There are places in Asheville where topography and economy converge to shape the built environment.
Black communities here were relegated, until recently, to some of the city’s least desirable real estate. And that meant low or descending ground.
This has changed some with desegregation. A few public housing projects, for instance, which have a higher percentage of black than white residents, are built on land formerly occupied exclusively by whites. Klondyke is one on the north end of Montford.
But those neighborhoods are exceptions. Neighborhoods that were exclusively black during Jim Crow remain by and large black, and neighborhoods that were exclusively white remain by and large white.
Though East End, Asheville's best known ghetto, sits snug against the central business district, the neighborhood follows Town Branch, better known among African Americans as “Nasty Branch.” East End stretches along the walls of a ravine.
And where the creek crossed below Biltmore Avenue, the black neighborhood on the other side followed Southside Avenue and the creek all the way to Depot Street. The demographics of Southside changed with Urban Renewal, which in the 1970s razed black houses, businesses, and apartments and reconfigured the streets, eliminating Southside altogether south of McDowell.
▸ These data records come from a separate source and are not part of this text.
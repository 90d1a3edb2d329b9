//! MCP Protocol Types and Messages
//!
//! Core Model Context Protocol message types, following the JSON-RPC 2.0
//! specification and MCP protocol version 2025-06-18. This server exposes
//! tools only; resource and prompt surfaces are not implemented.

use serde::{Deserialize, Serialize};
use std::collections::HashMap;

/// MCP Protocol Version
pub const MCP_VERSION: &str = "2025-06-18";

/// JSON-RPC 2.0 version identifier
pub const JSONRPC_VERSION: &str = "2.0";

/// Unique identifier for JSON-RPC messages
#[derive(Debug, Clone, PartialEq, Eq, Serialize, Deserialize)]
#[serde(untagged)]
pub enum RequestId {
    String(String),
    Number(i64),
}

/// JSON-RPC 2.0 Request message
#[derive(Debug, Clone, Serialize, Deserialize)]
pub struct JsonRpcRequest {
    pub jsonrpc: String,
    pub method: String,
    pub params: Option<serde_json::Value>,
    pub id: RequestId,
}

/// JSON-RPC 2.0 Response message (success)
#[derive(Debug, Clone, Serialize, Deserialize)]
pub struct JsonRpcResponse {
    pub jsonrpc: String,
    pub result: serde_json::Value,
    pub id: RequestId,
}

/// JSON-RPC 2.0 Error object
#[derive(Debug, Clone, Serialize, Deserialize)]
pub struct JsonRpcError {
    pub code: i32,
    pub message: String,
    pub data: Option<serde_json::Value>,
}

/// JSON-RPC 2.0 Error response
#[derive(Debug, Clone, Serialize, Deserialize)]
pub struct JsonRpcErrorResponse {
    pub jsonrpc: String,
    pub error: JsonRpcError,
    pub id: Option<RequestId>,
}

/// JSON-RPC 2.0 Notification message
#[derive(Debug, Clone, Serialize, Deserialize)]
pub struct JsonRpcNotification {
    pub jsonrpc: String,
    pub method: String,
    pub params: Option<serde_json::Value>,
}

/// Any JSON-RPC message type
#[derive(Debug, Clone, Serialize, Deserialize)]
#[serde(untagged)]
pub enum JsonRpcMessage {
    Request(JsonRpcRequest),
    Response(JsonRpcResponse),
    ErrorResponse(JsonRpcErrorResponse),
    Notification(JsonRpcNotification),
}

/// MCP Initialize Request parameters
#[derive(Debug, Clone, Serialize, Deserialize)]
pub struct InitializeParams {
    #[serde(rename = "protocolVersion")]
    pub protocol_version: String,
    pub capabilities: ClientCapabilities,
    #[serde(rename = "clientInfo")]
    pub client_info: Implementation,
}

/// MCP Initialize Response result
#[derive(Debug, Clone, Serialize, Deserialize)]
pub struct InitializeResult {
    #[serde(rename = "protocolVersion")]
    pub protocol_version: String,
    pub capabilities: ServerCapabilities,
    #[serde(rename = "serverInfo")]
    pub server_info: Implementation,
    pub instructions: Option<String>,
}

/// Client capabilities
#[derive(Debug, Clone, Serialize, Deserialize)]
pub struct ClientCapabilities {
    pub experimental: Option<HashMap<String, serde_json::Value>>,
    pub sampling: Option<SamplingCapability>,
}

/// Server capabilities
#[derive(Debug, Clone, Serialize, Deserialize)]
pub struct ServerCapabilities {
    pub experimental: Option<HashMap<String, serde_json::Value>>,
    pub logging: Option<LoggingCapability>,
    pub tools: Option<ToolsCapability>,
}

/// Implementation information
#[derive(Debug, Clone, Serialize, Deserialize)]
pub struct Implementation {
    pub name: String,
    pub version: String,
}

/// Sampling capability
#[derive(Debug, Clone, Serialize, Deserialize)]
pub struct SamplingCapability {}

/// Logging capability
#[derive(Debug, Clone, Serialize, Deserialize)]
pub struct LoggingCapability {}

/// Tools capability
#[derive(Debug, Clone, Serialize, Deserialize)]
pub struct ToolsCapability {
    #[serde(rename = "listChanged")]
    pub list_changed: Option<bool>,
}

/// Tool definition
#[derive(Debug, Clone, Serialize, Deserialize)]
pub struct Tool {
    pub name: String,
    pub description: Option<String>,
    #[serde(rename = "inputSchema")]
    pub input_schema: serde_json::Value,
}

/// Tool call request parameters
#[derive(Debug, Clone, Serialize, Deserialize)]
pub struct CallToolParams {
    pub name: String,
    pub arguments: Option<HashMap<String, serde_json::Value>>,
}

/// Tool call result
#[derive(Debug, Clone, Serialize, Deserialize)]
pub struct CallToolResult {
    pub content: Vec<ToolContent>,
    #[serde(rename = "isError")]
    pub is_error: Option<bool>,
}

/// Tool content types
#[derive(Debug, Clone, Serialize, Deserialize)]
#[serde(tag = "type")]
pub enum ToolContent {
    #[serde(rename = "text")]
    Text { text: String },
}

/// List tools response
#[derive(Debug, Clone, Serialize, Deserialize)]
pub struct ListToolsResult {
    pub tools: Vec<Tool>,
}

/// Standard JSON-RPC error codes
pub mod error_codes {
    pub const PARSE_ERROR: i32 = -32700;
    pub const INVALID_REQUEST: i32 = -32600;
    pub const METHOD_NOT_FOUND: i32 = -32601;
    pub const INVALID_PARAMS: i32 = -32602;
    pub const INTERNAL_ERROR: i32 = -32603;
}

/// MCP-specific error codes
pub mod mcp_error_codes {
    pub const INVALID_PROTOCOL_VERSION: i32 = -32000;
    pub const TOOL_NOT_FOUND: i32 = -32001;
}

impl JsonRpcResponse {
    /// Create a new JSON-RPC response
    #[inline]
    pub fn new(result: serde_json::Value, id: RequestId) -> Self {
        Self {
            jsonrpc: JSONRPC_VERSION.to_string(),
            result,
            id,
        }
    }
}

impl JsonRpcErrorResponse {
    /// Create a new JSON-RPC error response
    #[inline]
    pub fn new(error: JsonRpcError, id: Option<RequestId>) -> Self {
        Self {
            jsonrpc: JSONRPC_VERSION.to_string(),
            error,
            id,
        }
    }
}

impl JsonRpcError {
    /// Create a new JSON-RPC error
    #[inline]
    pub fn new(code: i32, message: String, data: Option<serde_json::Value>) -> Self {
        Self {
            code,
            message,
            data,
        }
    }

    /// Create a parse error
    #[inline]
    pub fn parse_error() -> Self {
        Self::new(error_codes::PARSE_ERROR, "Parse error".to_string(), None)
    }

    /// Create an invalid request error
    #[inline]
    pub fn invalid_request() -> Self {
        Self::new(
            error_codes::INVALID_REQUEST,
            "Invalid Request".to_string(),
            None,
        )
    }

    /// Create a method not found error
    #[inline]
    pub fn method_not_found() -> Self {
        Self::new(
            error_codes::METHOD_NOT_FOUND,
            "Method not found".to_string(),
            None,
        )
    }

    /// Create an invalid params error
    #[inline]
    pub fn invalid_params(message: Option<String>) -> Self {
        let msg = message.unwrap_or_else(|| "Invalid params".to_string());
        Self::new(error_codes::INVALID_PARAMS, msg, None)
    }

    /// Create an internal error
    #[inline]
    pub fn internal_error(message: Option<String>) -> Self {
        let msg = message.unwrap_or_else(|| "Internal error".to_string());
        Self::new(error_codes::INTERNAL_ERROR, msg, None)
    }
}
The Clingman neighborhood, north of the railway station, which was black, begins as Haywood Street starts to fall toward the French Broad River. It was built on higher ground than Southside, but it is lower relative to the downtown its residents once served.
Hill Street, which falls from Montford Avenue, was African American, as was Stumptown, which falls west of Pearson Drive to the cemetery and River Road. Half of Stumptown – both the houses and the streets – was eliminated by Urban Renewal in the 1970s. It is now a park.
The small Ocala-Magnolia community, formerly black and now gentrifying, sits on the east side of Montford. It's on lower ground than the more affluent white community above it, for those two streets fall steeply from Flint toward Broadway.
Of course, a few poor white neighborhoods were built on low ground as well: West End was a white working class area below the Clingman community. Courtland and Houston were exclusively white, and they fill a steep ravine south of Stumptown that falls toward River Road.
As a result of being developed – if that’s the word – on urban slopes, these poor neighborhoods have public stairways that help (or helped) their residents walk from one level of their neighborhood to another – a feature I've not noticed in other, whiter parts of Asheville.
The photo above is of now all-but-abandoned public stairs in East End dropping to what is now Charlotte Street, formerly Valley Street.
There are a few affluent white neighborhoods built on vertical land along ridgetops around Asheville. But as far as I know they do not offer stairs, not public ones anyway, and this is probably because rich whites don’t walk into town or down the slopes to the bus stop.
(Since this post a friend has pointed out the steep stairs from the Asheville Botanical Gardens to the backside of the UNC-Asheville campus, the stairs in the old Highland Hospital "Green Cove," and stairs in Montford Park. These stairways are in "natural" areas, which tend in our society to be in rougher spaces, less desireable to housing and business developers.)